1. jstackpo says

    Any idea where that might be? Florida perhaps with thunderstorms over the Gulf Stream at the right center? And a single big one over the land in the center?

  2. says

    Those Russian Soyuz-based designs always look rather organic to me, a little like insects. The colour of that picture also adds to the SF atmosphere.

  3. Menyambal says

    I tried to figure it out, was guessing Japan. Googled up a person who said ‘e finally figured out Malaysia, and I agree after checking. Looking mostly south, the bright city in lower center is Kelantan.

    I was guessing those were blue-lit fishing boats in the foreground, but off in the distance are either some very bright yellow-light boats, or my estimation is all off. Maybe oil rigs?

  4. says

    According to this site, it’s the Mediterranean:

    The Strait of Gibraltar, the Nile river, southern Italy and a powerful thunderstorm, seen from more than 400km (250 miles) above, were all captured on film by members of the Expedition 49 crew as the space station passed over Earth in low orbit.

  5. Menyambal says

    NelC, the site I saw had 4 photos, 3 of them recognizably the Strait, Italy, and the Nile. The fourth was of a thunderstorm, but it wasn’t labeled as the Med. That was all copied off NASA’s Facebook page, which I can’t access.

    I can’t really get Google Earth to work well on this tablet, nor can I compare a ‘net image to it. I’m not totally sure that’s Malaysia, as the strait on the other side looks much too narrow, but it happens I know how weird things look from altitude, from the other side of that very strait, if it is the Malacca.

  6. zetopan says

    “According to this site, it’s the Mediterranean:”

    That site is RT (formerly Russia Today) and it is a Russian propaganda site. Some skepticism should be standard operating procedure when you read anything at that site.

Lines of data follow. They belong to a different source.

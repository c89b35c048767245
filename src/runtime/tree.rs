use serde::{Deserialize, Serialize};
use std::collections::HashMap;

use crate::runtime::layout::LayoutHints;
use crate::widgets::adapter::PropMap;

/// One widget instance after condition gates, loop expansion, binding
/// resolution and adapter prop shaping have all run. Hosts consume this
/// tree; nothing in it refers back to the declarative document.
#[derive(Deserialize, Serialize, Debug, Clone, PartialEq)]
pub struct RenderedNode {
    /// Stable identity for host-side reconciliation, unique among siblings.
    pub key: String,
    #[serde(rename = "type")]
    pub widget_type: String,
    #[serde(default, skip_serializing_if = "PropMap::is_empty")]
    pub props: PropMap,
    /// Event name → declared action id, copied through for the host to wire.
    #[serde(default, skip_serializing_if = "HashMap::is_empty")]
    pub actions: HashMap<String, String>,
    #[serde(default, skip_serializing_if = "Vec::is_empty")]
    pub children: Vec<RenderedNode>,
}

/// Full output of one render pass.
#[derive(Deserialize, Serialize, Debug, Clone, PartialEq)]
pub struct RenderedPage {
    pub layout: LayoutHints,
    pub widgets: Vec<RenderedNode>,
}

impl RenderedPage {
    /// Total node count across the whole tree.
    pub fn node_count(&self) -> usize {
        fn count(nodes: &[RenderedNode]) -> usize {
            nodes.iter().map(|n| 1 + count(&n.children)).sum()
        }
        count(&self.widgets)
    }

    /// Depth-first search by key.
    pub fn find(&self, key: &str) -> Option<&RenderedNode> {
        fn walk<'a>(nodes: &'a [RenderedNode], key: &str) -> Option<&'a RenderedNode> {
            for node in nodes {
                if node.key == key {
                    return Some(node);
                }
                if let Some(found) = walk(&node.children, key) {
                    return Some(found);
                }
            }
            None
        }
        walk(&self.widgets, key)
    }
}

#[cfg(test)]
mod tests {
    use super::*;
    use crate::runtime::layout::LayoutHints;
    use serde_json::json;

    fn leaf(key: &str) -> RenderedNode {
        RenderedNode {
            key: key.to_string(),
            widget_type: "text".to_string(),
            props: PropMap::new(),
            actions: HashMap::new(),
            children: Vec::new(),
        }
    }

    #[test]
    fn test_node_count_and_find() {
        let mut root = leaf("root");
        root.widget_type = "container".to_string();
        root.children = vec![leaf("a"), leaf("b")];
        let page = RenderedPage {
            layout: LayoutHints::from_config(None),
            widgets: vec![root, leaf("c")],
        };
        assert_eq!(page.node_count(), 4);
        assert_eq!(page.find("b").map(|n| n.widget_type.as_str()), Some("text"));
        assert!(page.find("missing").is_none());
    }

    #[test]
    fn test_serialized_shape() {
        let mut node = leaf("hello-0");
        node.props.insert("text".to_string(), json!("hi"));
        let value = serde_json::to_value(&node).unwrap();
        assert_eq!(
            value,
            json!({"key": "hello-0", "type": "text", "props": {"text": "hi"}})
        );
    }
}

  7. Ariaflame, BSc, BF, PhD says

    Orbiting is a slightly better word than ‘flying’ for things that aren’t actually going through air.

  8. wzrd1 says

    The Soyuz spacecraft are unbelievably hardy craft as well. Hardy enough to survive a failure of the service module to separate and the spacecraft reentered the atmosphere top downward, rather than heatshield down, until the service module finally tore free. Then, the craft reoriented heatshield down.
    I doubt our old Apollo craft could have survived such an entry.

  9. =8)-DX says

    I think for it to be the future you have to have megastructures visibly protruding from both the cloudscape and the horizon.

  10. Maya says

    Using the EXIF Date and Time (original) from the NASA flicker album (2016-09-18 14:30:10 for those playing along at home), and using the picture of Italy (iss049e004708) to determine that the camera is set to GMT, and then plugging both of those value those values into here: gives an answer of Malaysia.

  11. blf says

    In could be the Mediterranean — there was a whopping great thunderstorm here much of the night a few nights ago.

  12. blf says

    If the photo is dated 18-Sept and/or c.14h30 UTC, (Maya@14) then it clearly is not the me@15 storm of a few Oct nights ago.

  13. Rich Woods says

    the most SF cover image I’ve seen yet

    It looks like they got the low-orbit ion cannon working.

  14. Menyambal says

    Okay, I’ve spent ‘way more time on this than I could have. I learned how to flip between Google Earth and Google Chrome on this tablet, and how to use both a little better.

    I agreed with the guy that I Googled up that it was Malaysia, and the one town was Kelantan. What I had trouble with was Sumatra on the other side of the Malacca Strait. Until I figured that out, I was being tentative.

    It turns out the view is of a place where the strait is narrow, and also the perspective is flattening. I’m picking out towns on Sumatra, so I’m no longer being tentative.

    The view is of Malaysia, looking south over Kuala Lumpur, which is beneath the clouds.

  15. DonDueed says

    If you like this, you might want to check out The Overview Effect, available on Amazon Video and (presumably) elsewhere. It’s about an hour of video taken from the ISS, time-compressed. It’s much like this photo, but in motion. Fantastic views of the planet, cities, storms, lightning galore, from a variety of angles and varying lighting conditions. Some scenes show the station’s hardware, such as solar panels tracking the sun as the station orbits. Pretty nice.